Saved data entries
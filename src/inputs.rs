//! Sensor flags, wait conditions and the software one-shot timer.
//!
//! The hall sensors, buttons and the mode jumper report through interrupt
//! handlers; the control, motor and scanner tasks only ever read the
//! resulting atomic flags. Each flag has a single writer (its interrupt),
//! so plain acquire/release atomics are enough.

use core::sync::atomic::{AtomicBool, Ordering};

use crate::command::{self, Command};
use crate::power;

/// Debounced view of the digital inputs.
///
/// The three door-position flags are mutually exclusive: the hall sensors
/// sit at distinct points of the door travel, so asserting one position
/// clears the other two.
pub struct SensorFlags {
    door_closed: AtomicBool,
    parcel_open: AtomicBool,
    mail_open: AtomicBool,
    mode_select: AtomicBool,
    timer_expired: AtomicBool,
}

impl SensorFlags {
    /// The door is assumed closed until a sensor says otherwise.
    pub const fn new() -> Self {
        Self {
            door_closed: AtomicBool::new(true),
            parcel_open: AtomicBool::new(false),
            mail_open: AtomicBool::new(false),
            mode_select: AtomicBool::new(false),
            timer_expired: AtomicBool::new(false),
        }
    }

    pub fn set_door_closed(&self) {
        self.parcel_open.store(false, Ordering::Release);
        self.mail_open.store(false, Ordering::Release);
        self.door_closed.store(true, Ordering::Release);
    }

    pub fn set_parcel_open(&self) {
        self.door_closed.store(false, Ordering::Release);
        self.mail_open.store(false, Ordering::Release);
        self.parcel_open.store(true, Ordering::Release);
    }

    pub fn set_mail_open(&self) {
        self.door_closed.store(false, Ordering::Release);
        self.parcel_open.store(false, Ordering::Release);
        self.mail_open.store(true, Ordering::Release);
    }

    pub fn set_mode_select(&self, asserted: bool) {
        self.mode_select.store(asserted, Ordering::Release);
    }

    pub(crate) fn set_timer_expired(&self, expired: bool) {
        self.timer_expired.store(expired, Ordering::Release);
    }

    pub fn door_closed(&self) -> bool {
        self.door_closed.load(Ordering::Acquire)
    }

    pub fn parcel_open(&self) -> bool {
        self.parcel_open.load(Ordering::Acquire)
    }

    pub fn mail_open(&self) -> bool {
        self.mail_open.load(Ordering::Acquire)
    }

    pub fn mode_select(&self) -> bool {
        self.mode_select.load(Ordering::Acquire)
    }

    pub fn timer_expired(&self) -> bool {
        self.timer_expired.load(Ordering::Acquire)
    }
}

impl Default for SensorFlags {
    fn default() -> Self {
        Self::new()
    }
}

/// Global flag instance written by the interrupt handlers.
pub static FLAGS: SensorFlags = SensorFlags::new();

/// A condition the state machine or the motor supervisor can wait on.
#[derive(Debug, Clone, Copy, PartialEq, Eq)]
pub enum Condition {
    DoorClosed,
    ParcelOpen,
    MailOpen,
    TimerExpired,
}

impl Condition {
    pub fn is_met(self, flags: &SensorFlags) -> bool {
        match self {
            Condition::DoorClosed => flags.door_closed(),
            Condition::ParcelOpen => flags.parcel_open(),
            Condition::MailOpen => flags.mail_open(),
            Condition::TimerExpired => flags.timer_expired(),
        }
    }
}

/// Software one-shot timer backed by the control-loop clock.
///
/// Arming clears the `timer_expired` flag; once the deadline passes a poll
/// sets it again. Re-arming while running simply moves the deadline.
pub struct OneShotTimer {
    deadline_ms: u32,
    armed: bool,
}

impl OneShotTimer {
    pub const fn new() -> Self {
        Self {
            deadline_ms: 0,
            armed: false,
        }
    }

    pub fn arm(&mut self, flags: &SensorFlags, now_ms: u32, duration_ms: u32) {
        flags.set_timer_expired(false);
        self.deadline_ms = now_ms.wrapping_add(duration_ms);
        self.armed = true;
    }

    pub fn poll(&mut self, flags: &SensorFlags, now_ms: u32) {
        if self.armed && (now_ms.wrapping_sub(self.deadline_ms) as i32) >= 0 {
            self.armed = false;
            flags.set_timer_expired(true);
        }
    }
}

impl Default for OneShotTimer {
    fn default() -> Self {
        Self::new()
    }
}

// Interrupt-side entry points. The hardware layer translates raw GPIO
// interrupts into these calls; everything they touch is interrupt-safe
// (atomics and the critical-section command queue).

pub fn on_hall_closed() {
    FLAGS.set_door_closed();
}

pub fn on_hall_parcel_open() {
    FLAGS.set_parcel_open();
}

pub fn on_hall_mail_open() {
    FLAGS.set_mail_open();
}

pub fn on_mode_jumper(asserted: bool) {
    FLAGS.set_mode_select(asserted);
}

pub fn on_button_parcel() {
    power::wakeup_from_isr();
    command::push(&command::COMMANDS, Command::OpenParcel);
}

pub fn on_button_mail() {
    power::wakeup_from_isr();
    command::push(&command::COMMANDS, Command::OpenMail);
}

#[cfg(test)]
mod tests {
    use super::*;

    #[test]
    fn position_flags_are_mutually_exclusive() {
        let flags = SensorFlags::new();
        assert!(flags.door_closed());

        flags.set_parcel_open();
        assert!(flags.parcel_open());
        assert!(!flags.door_closed());
        assert!(!flags.mail_open());

        flags.set_mail_open();
        assert!(flags.mail_open());
        assert!(!flags.parcel_open());

        flags.set_door_closed();
        assert!(flags.door_closed());
        assert!(!flags.mail_open());
    }

    #[test]
    fn conditions_track_their_flags() {
        let flags = SensorFlags::new();
        assert!(Condition::DoorClosed.is_met(&flags));
        assert!(!Condition::ParcelOpen.is_met(&flags));

        flags.set_parcel_open();
        assert!(Condition::ParcelOpen.is_met(&flags));
        assert!(!Condition::DoorClosed.is_met(&flags));
    }

    #[test]
    fn one_shot_timer_fires_once() {
        let flags = SensorFlags::new();
        let mut timer = OneShotTimer::new();

        timer.arm(&flags, 1_000, 500);
        assert!(!flags.timer_expired());

        timer.poll(&flags, 1_400);
        assert!(!flags.timer_expired());

        timer.poll(&flags, 1_500);
        assert!(flags.timer_expired());

        // Expired flag stays until the next arm.
        timer.poll(&flags, 2_000);
        assert!(flags.timer_expired());

        timer.arm(&flags, 2_000, 100);
        assert!(!flags.timer_expired());
    }

    #[test]
    fn timer_survives_clock_wraparound() {
        let flags = SensorFlags::new();
        let mut timer = OneShotTimer::new();

        timer.arm(&flags, u32::MAX - 50, 200);
        timer.poll(&flags, u32::MAX - 10);
        assert!(!flags.timer_expired());
        timer.poll(&flags, 160);
        assert!(flags.timer_expired());
    }
}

- **Task requirements**
Your answer should be a single number: the count of lines in the entries that contain the word "ParcelOpen".

- **Result of the exercise**
4